This research project explores the nature of overheating events so that we may reduce the risks for Londoners, and keep our city running efficiently in future heatwaves.
Extreme hot weather is considered by various experts as a significant risk for London. The existing Urban Heat Island effect and projections for increased average temperatures and more extreme hot weather event in the future mean that decision makers need to think about evidence based, risk management approaches to planning, designing and managing for the impacts of hot weather.
Over the last 30 years, London has experienced some of the positive and less positive impacts of extreme hot weather – such as the heatwaves of 1976, 2003 and 2006 and the unseasonal hot weather of April, September and October 2011. Heatwaves have an impact upon a range of London’s sectors, including upon people’s health.

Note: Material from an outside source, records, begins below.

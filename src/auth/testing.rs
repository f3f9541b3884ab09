// Test doubles for credential providers

use async_trait::async_trait;
use base64::engine::general_purpose::URL_SAFE_NO_PAD;
use base64::Engine;
use chrono::{Duration, Utc};
use std::collections::HashMap;
use std::sync::atomic::{AtomicUsize, Ordering};
use std::sync::{Arc, Mutex};
use tokio_util::sync::CancellationToken;

use super::provider::{
    CredentialError, CredentialErrorKind, CredentialFactory, DeviceCodeCallback, SourceOptions,
    TokenCredential,
};
use super::types::{AccessToken, CertificateSource, CredentialSource, TokenRequestContext};

pub const DEVICE_CODE_MESSAGE: &str = "To sign in, use a web browser to open the page https://microsoft.com/devicelogin and enter the code ABC123 to authenticate.";

/// Unsigned JWT-shaped token carrying the given payload
pub fn jwt(payload: &str) -> String {
    format!(
        "{}.{}.signature",
        URL_SAFE_NO_PAD.encode(r#"{"alg":"none","typ":"JWT"}"#),
        URL_SAFE_NO_PAD.encode(payload)
    )
}

#[derive(Clone, Debug)]
pub enum Behavior {
    Token(String),
    Fail(CredentialErrorKind, String),
    /// Never completes and ignores cancellation
    Hang,
}

pub struct ScriptedCredential {
    name: String,
    behavior: Behavior,
    calls: AtomicUsize,
    device_code: Option<DeviceCodeCallback>,
    contexts: Mutex<Vec<TokenRequestContext>>,
}

impl ScriptedCredential {
    pub fn new(name: &str, behavior: Behavior) -> Self {
        Self {
            name: name.to_string(),
            behavior,
            calls: AtomicUsize::new(0),
            device_code: None,
            contexts: Mutex::new(Vec::new()),
        }
    }

    pub fn token(name: &str, token: &str) -> Self {
        Self::new(name, Behavior::Token(token.to_string()))
    }

    pub fn unavailable(name: &str, message: &str) -> Self {
        Self::new(
            name,
            Behavior::Fail(CredentialErrorKind::Unavailable, message.to_string()),
        )
    }

    pub fn failing(name: &str, message: &str) -> Self {
        Self::new(
            name,
            Behavior::Fail(CredentialErrorKind::AuthenticationFailed, message.to_string()),
        )
    }

    pub fn cancelled(name: &str) -> Self {
        Self::new(
            name,
            Behavior::Fail(CredentialErrorKind::Cancelled, "cancelled".to_string()),
        )
    }

    pub fn with_device_code(mut self, callback: DeviceCodeCallback) -> Self {
        self.device_code = Some(callback);
        self
    }

    pub fn calls(&self) -> usize {
        self.calls.load(Ordering::SeqCst)
    }

    pub fn last_context(&self) -> Option<TokenRequestContext> {
        self.contexts.lock().unwrap().last().cloned()
    }
}

#[async_trait]
impl TokenCredential for ScriptedCredential {
    fn name(&self) -> &str {
        &self.name
    }

    async fn get_token(
        &self,
        context: &TokenRequestContext,
        _cancel: &CancellationToken,
    ) -> Result<AccessToken, CredentialError> {
        self.calls.fetch_add(1, Ordering::SeqCst);
        self.contexts.lock().unwrap().push(context.clone());

        if let Some(callback) = &self.device_code {
            callback(DEVICE_CODE_MESSAGE.to_string());
        }

        match &self.behavior {
            Behavior::Token(token) => Ok(AccessToken {
                token: token.clone(),
                expires_on: Utc::now() + Duration::hours(1),
            }),
            Behavior::Fail(kind, message) => Err(CredentialError::new(*kind, message.clone())),
            Behavior::Hang => std::future::pending().await,
        }
    }
}

/// Factory that records every credential it builds
pub struct CountingFactory {
    default: Mutex<Behavior>,
    per_source: Mutex<HashMap<CredentialSource, Behavior>>,
    counts: Mutex<HashMap<&'static str, usize>>,
    options: Mutex<HashMap<CredentialSource, SourceOptions>>,
    built: Mutex<Vec<Arc<ScriptedCredential>>>,
}

impl CountingFactory {
    pub fn new() -> Self {
        Self::with_behavior(Behavior::Token(jwt(
            r#"{"tid":"T1","upn":"u@example.org","scp":".default"}"#,
        )))
    }

    pub fn with_behavior(behavior: Behavior) -> Self {
        Self {
            default: Mutex::new(behavior),
            per_source: Mutex::new(HashMap::new()),
            counts: Mutex::new(HashMap::new()),
            options: Mutex::new(HashMap::new()),
            built: Mutex::new(Vec::new()),
        }
    }

    pub fn set_behavior(&self, behavior: Behavior) {
        *self.default.lock().unwrap() = behavior;
    }

    pub fn set_source_behavior(&self, source: CredentialSource, behavior: Behavior) {
        self.per_source.lock().unwrap().insert(source, behavior);
    }

    pub fn count(&self, kind: &str) -> usize {
        self.counts.lock().unwrap().get(kind).copied().unwrap_or(0)
    }

    pub fn sources_built(&self) -> usize {
        self.count("source")
    }

    pub fn options_seen(&self, source: CredentialSource) -> Option<SourceOptions> {
        self.options.lock().unwrap().get(&source).copied()
    }

    pub fn last_built(&self) -> Option<Arc<ScriptedCredential>> {
        self.built.lock().unwrap().last().cloned()
    }

    fn record(&self, kind: &'static str, credential: ScriptedCredential) -> Arc<dyn TokenCredential> {
        *self.counts.lock().unwrap().entry(kind).or_insert(0) += 1;
        let credential = Arc::new(credential);
        self.built.lock().unwrap().push(credential.clone());
        credential
    }

    fn behavior(&self) -> Behavior {
        self.default.lock().unwrap().clone()
    }
}

impl CredentialFactory for CountingFactory {
    fn source(
        &self,
        source: CredentialSource,
        options: SourceOptions,
    ) -> Arc<dyn TokenCredential> {
        self.options.lock().unwrap().insert(source, options);
        let behavior = self
            .per_source
            .lock()
            .unwrap()
            .get(&source)
            .cloned()
            .unwrap_or_else(|| self.behavior());
        self.record("source", ScriptedCredential::new(source.name(), behavior))
    }

    fn interactive_browser(
        &self,
        _client_id: Option<&str>,
        _tenant_id: Option<&str>,
    ) -> Arc<dyn TokenCredential> {
        self.record(
            "interactive",
            ScriptedCredential::new("InteractiveBrowserCredential", self.behavior()),
        )
    }

    fn device_code(
        &self,
        _client_id: Option<&str>,
        _tenant_id: Option<&str>,
        callback: DeviceCodeCallback,
    ) -> Arc<dyn TokenCredential> {
        self.record(
            "device_code",
            ScriptedCredential::new("DeviceCodeCredential", self.behavior())
                .with_device_code(callback),
        )
    }

    fn managed_identity(
        &self,
        _client_id: Option<&str>,
        options: SourceOptions,
    ) -> Arc<dyn TokenCredential> {
        self.options
            .lock()
            .unwrap()
            .insert(CredentialSource::ManagedIdentity, options);
        self.record(
            "managed_identity",
            ScriptedCredential::new("ManagedIdentityCredential", self.behavior()),
        )
    }

    fn client_secret(
        &self,
        _tenant_id: &str,
        _client_id: &str,
        _client_secret: &str,
    ) -> Arc<dyn TokenCredential> {
        self.record(
            "client_secret",
            ScriptedCredential::new("ClientSecretCredential", self.behavior()),
        )
    }

    fn client_certificate(
        &self,
        _tenant_id: &str,
        _client_id: &str,
        _certificate: &CertificateSource,
    ) -> Arc<dyn TokenCredential> {
        self.record(
            "client_certificate",
            ScriptedCredential::new("ClientCertificateCredential", self.behavior()),
        )
    }

    fn client_assertion(
        &self,
        _tenant_id: &str,
        _client_id: &str,
        _assertion: &str,
    ) -> Arc<dyn TokenCredential> {
        self.record(
            "client_assertion",
            ScriptedCredential::new("ClientAssertionCredential", self.behavior()),
        )
    }
}
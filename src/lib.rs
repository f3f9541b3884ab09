// azauth - Library root

pub mod auth;
pub mod cache;
pub mod config;
pub mod error;
pub mod providers;
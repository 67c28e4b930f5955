//! Registry of the stubs and proxies living in this process.
//!
//! The dispatchers own the endpoint state; this registry only knows which
//! endpoints exist, so that inbound router traffic can be resolved and a
//! proxy can be shared by several owners.

use std::collections::HashMap;
use std::sync::Arc;
use std::sync::Mutex;
use std::sync::MutexGuard;

use svcrpc::Channel;
use svcrpc::InterfaceShape;
use svcrpc::ProxyAddress;
use svcrpc::StubAddress;
use svcrpc::TargetLookup;

use crate::error::Error;
use crate::error::Result;
use crate::proxy::ProxyShared;

struct ProxyRecord {
    shared: Arc<ProxyShared>,
    refs: usize,
    next_owner: u64,
}

#[derive(Default)]
struct Endpoints {
    stubs: HashMap<StubAddress, StubAddress>,
    proxies: HashMap<ProxyAddress, ProxyRecord>,
}

#[derive(Default)]
pub(crate) struct EndpointRegistry {
    inner: Mutex<Endpoints>,
}

impl EndpointRegistry {
    pub(crate) fn new() -> Self {
        Self::default()
    }

    fn lock(&self) -> MutexGuard<'_, Endpoints> {
        self.inner.lock().unwrap_or_else(|e| e.into_inner())
    }

    /// Adds a stub. One service and role may be provided once per process.
    pub(crate) fn add_stub(&self, address: StubAddress) -> Result<()> {
        let mut inner = self.lock();
        if inner.stubs.keys().any(|s| s.service() == address.service()) {
            return Err(Error::DuplicateStub(address.to_path()));
        }
        inner.stubs.insert(address.clone(), address);
        Ok(())
    }

    pub(crate) fn remove_stub(&self, address: &StubAddress) -> Option<StubAddress> {
        self.lock().stubs.remove(address)
    }

    /// Returns the shared proxy state, a fresh owner id, and whether the proxy
    /// was just created.
    pub(crate) fn acquire_proxy(
        &self,
        address: ProxyAddress,
        shape: Arc<InterfaceShape>,
    ) -> (Arc<ProxyShared>, u64, bool) {
        let mut inner = self.lock();
        let mut created = false;
        let record = inner.proxies.entry(address.clone()).or_insert_with(|| {
            created = true;
            ProxyRecord { shared: Arc::new(ProxyShared::new(address, shape)), refs: 0, next_owner: 1 }
        });
        record.refs += 1;
        let owner = record.next_owner;
        record.next_owner += 1;
        (record.shared.clone(), owner, created)
    }

    /// Drops one owner and returns how many are left. The record goes away
    /// with the last owner.
    pub(crate) fn release_proxy(&self, address: &ProxyAddress) -> usize {
        let mut inner = self.lock();
        let Some(record) = inner.proxies.get_mut(address) else {
            return 0;
        };
        record.refs = record.refs.saturating_sub(1);
        let left = record.refs;
        if left == 0 {
            inner.proxies.remove(address);
        }
        left
    }

    pub(crate) fn stubs_on_thread(&self, thread: &str) -> Vec<StubAddress> {
        self.lock().stubs.values().filter(|s| s.thread() == thread).cloned().collect()
    }

    /// Drops every proxy record on a thread regardless of owners.
    pub(crate) fn purge_proxies_on_thread(&self, thread: &str) -> Vec<ProxyAddress> {
        let mut inner = self.lock();
        let gone = inner.proxies.keys().filter(|p| p.thread() == thread).cloned().collect::<Vec<_>>();
        for proxy in &gone {
            inner.proxies.remove(proxy);
        }
        gone
    }
}

impl TargetLookup for EndpointRegistry {
    fn find_stub(&self, stub: &StubAddress) -> Option<Channel> {
        self.lock().stubs.get(stub).map(|s| *s.channel())
    }

    fn find_proxy(&self, proxy: &ProxyAddress) -> Option<(Channel, Arc<InterfaceShape>)> {
        self.lock().proxies.get(proxy).map(|r| (*r.shared.address.channel(), r.shared.shape.clone()))
    }
}
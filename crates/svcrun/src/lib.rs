//! # Svcrun
//!
//! The runtime half of the service framework: dispatcher threads, the service
//! manager that pairs stubs with proxies, and the client link to the message
//! router.
//!
//! ## Architecture
//!
//! - `runtime::ServiceRuntime` owns everything below and is the entry point.
//! - `dispatcher` runs one event loop per named thread; stubs, proxies and
//!   custom consumers live on exactly one of them.
//! - `manager` serializes every registration change through one command
//!   queue and keeps the `server_list`.
//! - `router_client` mirrors public endpoints to the router and turns remote
//!   frames into local events and back.
//!
//! Failures to deliver never raise errors at the sender. A call that cannot
//! reach its stub returns to the proxy as a response with
//! `ResultType::MessageUndelivered`.

pub mod config;
pub mod consumer;
pub mod dispatcher;
pub mod endpoints;
pub mod error;
pub mod manager;
pub mod mock_transport;
pub mod proxy;
pub mod queue;
pub mod router_client;
pub mod runtime;
pub mod server_list;
pub mod stub;
pub mod threads;
pub mod transport;

pub use config::Config;
pub use config::ConfigError;
pub use config::RouterConfig;
pub use consumer::CustomEventConsumer;
pub use consumer::ProxyEventConsumer;
pub use consumer::ServiceConnectionConsumer;
pub use consumer::ServiceRegisterConsumer;
pub use consumer::StubEventConsumer;
pub use error::Error;
pub use error::Result;
pub use proxy::Proxy;
pub use router_client::ConnectionState;
pub use runtime::ServiceRuntime;
pub use runtime::ServiceRuntimeBuilder;
pub use server_list::ClientInfo;
pub use server_list::ServerInfo;
pub use stub::Stub;
pub use transport::Connector;
pub use transport::TcpConnector;
pub use transport::TcpTransport;
pub use transport::Transport;
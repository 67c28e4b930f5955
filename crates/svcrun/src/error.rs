//! # Runtime Errors
//!
//! Failures returned to application code by the runtime handles. Routing
//! failures never show up here: they are dropped or turned into undelivered
//! responses.

use svcrpc::MessageId;
use svcrpc::RpcError;

#[derive(Debug, Clone)]
pub enum Error {
    /// No dispatcher is running under this name.
    ThreadNotFound(String),
    /// A dispatcher with this name is already running.
    ThreadExists(String),
    /// A stub for this service and role is already registered.
    DuplicateStub(String),
    /// The message id is not part of the interface (or not of the right kind).
    UnknownMessage(MessageId),
    /// The service manager task is gone.
    ManagerStopped,
    /// A dispatcher failed its start or stop handshake.
    Handshake(String),
    Rpc(RpcError),
}

impl std::fmt::Display for Error {
    fn fmt(&self, f: &mut std::fmt::Formatter<'_>) -> std::fmt::Result {
        match self {
            Self::ThreadNotFound(name) => write!(f, "Dispatcher thread not found: {}", name),
            Self::ThreadExists(name) => write!(f, "Dispatcher thread already running: {}", name),
            Self::DuplicateStub(path) => write!(f, "Stub already registered: {}", path),
            Self::UnknownMessage(id) => write!(f, "Message id {:#x} is not valid here", id),
            Self::ManagerStopped => write!(f, "Service manager is not running"),
            Self::Handshake(name) => write!(f, "Dispatcher handshake failed: {}", name),
            Self::Rpc(e) => write!(f, "Protocol error: {}", e),
        }
    }
}

impl std::error::Error for Error {}

impl From<RpcError> for Error {
    fn from(e: RpcError) -> Self {
        Self::Rpc(e)
    }
}

pub type Result<T> = std::result::Result<T, Error>;
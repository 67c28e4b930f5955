//! # Svcrpc
//!
//! The protocol half of the service framework: who a service is, what travels
//! between stubs and proxies, and how it looks on the wire.
//!
//! ## Architecture
//!
//! - `address` names services and their endpoints, with path strings and
//!   stream encoding.
//! - `ids` splits the flat message-id space into disjoint sub-ranges.
//! - `interface` replaces per-interface generated types with a name/id table.
//! - `event` is the closed event model every dispatcher consumes.
//! - `message`, `system` and `factory` map events to router frames and back.
//!
//! Nothing here spawns tasks or holds locks; the runtime lives in `svcrun`.

pub mod address;
pub mod connection;
pub mod error;
pub mod event;
pub mod factory;
pub mod ids;
pub mod interface;
pub mod message;
pub mod system;

pub use address::Channel;
pub use address::ProxyAddress;
pub use address::ServiceAddress;
pub use address::ServiceItem;
pub use address::ServiceType;
pub use address::StubAddress;
pub use address::Version;
pub use connection::DisconnectReason;
pub use connection::RequestType;
pub use connection::ResultType;
pub use connection::ServiceConnection;
pub use connection::ServiceRequestType;
pub use error::Result;
pub use error::RpcError;
pub use event::CustomEvent;
pub use event::Event;
pub use event::EventBody;
pub use event::EventData;
pub use event::NotifyRequestEvent;
pub use event::Priority;
pub use event::ProxyConnectEvent;
pub use event::RequestEvent;
pub use event::ResponseEvent;
pub use event::StubConnectEvent;
pub use factory::RemoteEventFactory;
pub use factory::TargetLookup;
pub use ids::Cookie;
pub use ids::DispatcherId;
pub use ids::MessageId;
pub use interface::InterfaceShape;
pub use message::RemoteMessage;
pub use system::Endpoint;
pub use system::Registration;
pub use system::SystemMessage;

Heat-related mortality currently accounts for around 1,100 premature deaths (or deaths brought forward) per year in the UK, with London, being the area worst affected. Heat is also estimated to cause over 100,000 patient days in hospital per year. However, these figures can increase noticeably for exceptionally hot years such as 2003 and 2006, which may be the norm by the 2050s.
This project attempts to establish a generic flexible pathway that identifies significant hot weather related thresholds relevant to London and its urban systems.
In the first scoping stage of this work, the LCCP has produced recommendations to improve policy and practice relating to hot weather planning and heat risk management. This work is relevant to all of London’s systems, however in this first stage we have focussed upon the social housing and care home sector. These are aimed at three target audiences:
• decisions makers in the social housing and care home sectors in London;
• decision makers within London’s urban systems
• national level decision makers who are responsible for policy, legislation and guidance relevant to heat risk management in the UK.